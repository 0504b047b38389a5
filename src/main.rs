//! # Gateway CLI (`gateway`)
//!
//! ## Usage
//!
//! ```bash
//! gateway --config ./config/gateway.toml <command>
//! ```
//!
//! ## Commands
//!
//! | Command | Description |
//! |---------|-------------|
//! | `gateway init` | Create the SQLite database and run schema migrations |
//! | `gateway sync <file> --platform <slug>` | Sync one Markdown file into the docs site |
//! | `gateway serve` | Start the HTTP server |
//! | `gateway serve --ephemeral` | Start the HTTP server on an in-memory store |
//!
//! Logs go to stderr; set `RUST_LOG` to change the level (default `info`).

use std::path::{Path, PathBuf};

use anyhow::{Context, Result};
use chrono::{DateTime, SecondsFormat, Utc};
use clap::{Parser, Subcommand};
use tracing_subscriber::EnvFilter;

use content_gateway::app::Gateway;
use content_gateway::capabilities::CapabilityRegistry;
use content_gateway::config::{load_config, Config};
use content_gateway::migrate;
use content_gateway::models::DocumentRecord;
use content_gateway::server;
use content_gateway::slug::slugify;
use content_gateway::tenant::SiteContext;

/// Content Gateway CLI: documentation sync, OAuth config, contact intake and
/// capability dispatch for a multi-tenant content network.
#[derive(Parser)]
#[command(name = "gateway", version)]
struct Cli {
    /// Path to configuration file (TOML).
    #[arg(long, global = true, default_value = "./config/gateway.toml")]
    config: PathBuf,

    #[command(subcommand)]
    command: Commands,
}

#[derive(Subcommand)]
enum Commands {
    /// Initialize the database schema. Idempotent.
    Init,

    /// Sync one local Markdown file as the designated docs site.
    ///
    /// Unchanged files are skipped unless `--force` is given.
    Sync {
        /// Markdown file to sync.
        path: PathBuf,

        /// Platform classification slug (e.g. `ios`, `live-music`).
        #[arg(long)]
        platform: String,

        /// External key. Defaults to the path as given.
        #[arg(long)]
        source_file: Option<String>,

        /// Title. Defaults to the first `# ` heading, then the file stem.
        #[arg(long)]
        title: Option<String>,

        /// Stored slug. Defaults to the slugified file stem.
        #[arg(long)]
        slug: Option<String>,

        #[arg(long, default_value = "")]
        excerpt: String,

        /// Write even if the content fingerprint is unchanged.
        #[arg(long)]
        force: bool,
    },

    /// Start the HTTP server.
    Serve {
        /// Keep everything in memory instead of opening `[db].path`.
        #[arg(long)]
        ephemeral: bool,
    },
}

#[tokio::main]
async fn main() -> Result<()> {
    tracing_subscriber::fmt()
        .with_env_filter(
            EnvFilter::try_from_default_env().unwrap_or_else(|_| EnvFilter::new("info")),
        )
        .with_writer(std::io::stderr)
        .init();

    let cli = Cli::parse();
    let config = load_config(&cli.config)?;

    match cli.command {
        Commands::Init => {
            migrate::run_migrations(&config).await?;
            println!("Database initialized at {}", config.db.path.display());
        }
        Commands::Sync {
            path,
            platform,
            source_file,
            title,
            slug,
            excerpt,
            force,
        } => {
            let record = read_record(&path, platform, source_file, title, slug, excerpt, force)?;
            sync_file(&config, record).await?;
        }
        Commands::Serve { ephemeral: false } => {
            server::run_server(&config).await?;
        }
        Commands::Serve { ephemeral: true } => {
            let gateway = Gateway::ephemeral(&config, CapabilityRegistry::new())?;
            server::serve(gateway).await?;
        }
    }

    Ok(())
}

fn read_record(
    path: &Path,
    platform_slug: String,
    source_file: Option<String>,
    title: Option<String>,
    slug: Option<String>,
    excerpt: String,
    force: bool,
) -> Result<DocumentRecord> {
    let content_raw = std::fs::read_to_string(path)
        .with_context(|| format!("Failed to read {}", path.display()))?;
    let metadata = std::fs::metadata(path)?;
    let modified: DateTime<Utc> = metadata.modified()?.into();
    let stem = path
        .file_stem()
        .map(|s| s.to_string_lossy().into_owned())
        .unwrap_or_default();

    let title = title
        .or_else(|| first_h1(&content_raw))
        .unwrap_or_else(|| stem.clone());

    Ok(DocumentRecord {
        source_file: source_file.unwrap_or_else(|| path.display().to_string()),
        title,
        content_raw,
        platform_slug,
        filesize: metadata.len() as i64,
        timestamp: modified.to_rfc3339_opts(SecondsFormat::Secs, true),
        force,
        slug: slug.unwrap_or_else(|| slugify(&stem)),
        excerpt,
    })
}

fn first_h1(markdown: &str) -> Option<String> {
    markdown
        .lines()
        .find_map(|line| line.strip_prefix("# "))
        .map(|t| t.trim().to_string())
        .filter(|t| !t.is_empty())
}

async fn sync_file(config: &Config, record: DocumentRecord) -> Result<()> {
    let gateway = Gateway::connect(config, CapabilityRegistry::new()).await?;
    let ctx = SiteContext::docs_site(config);
    let source_file = record.source_file.clone();

    let result = gateway.controller.sync(&ctx, record).await;
    gateway.close().await;
    let outcome = result.with_context(|| format!("sync of {} failed", source_file))?;

    println!("sync {}", source_file);
    println!("  action: {}", outcome.action);
    println!("  id: {}", outcome.id);
    println!("ok");
    Ok(())
}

━━━━━━━━━━━━━━━━

▸ EXERCISE BRIEF:
Going back over the entries above, copy word for word every line from the one that has "server::run_server(&config).await?;" on through the one that has "let metadata = std::fs::metadata(path)?;".

▸ FINISHED TASK:
            server::run_server(&config).await?;
        }
        Commands::Serve { ephemeral: true } => {
            let gateway = Gateway::ephemeral(&config, CapabilityRegistry::new())?;
            server::serve(gateway).await?;
        }
    }

    Ok(())
}

fn read_record(
    path: &Path,
    platform_slug: String,
    source_file: Option<String>,
    title: Option<String>,
    slug: Option<String>,
    excerpt: String,
    force: bool,
) -> Result<DocumentRecord> {
    let content_raw = std::fs::read_to_string(path)
        .with_context(|| format!("Failed to read {}", path.display()))?;
    let metadata = std::fs::metadata(path)?;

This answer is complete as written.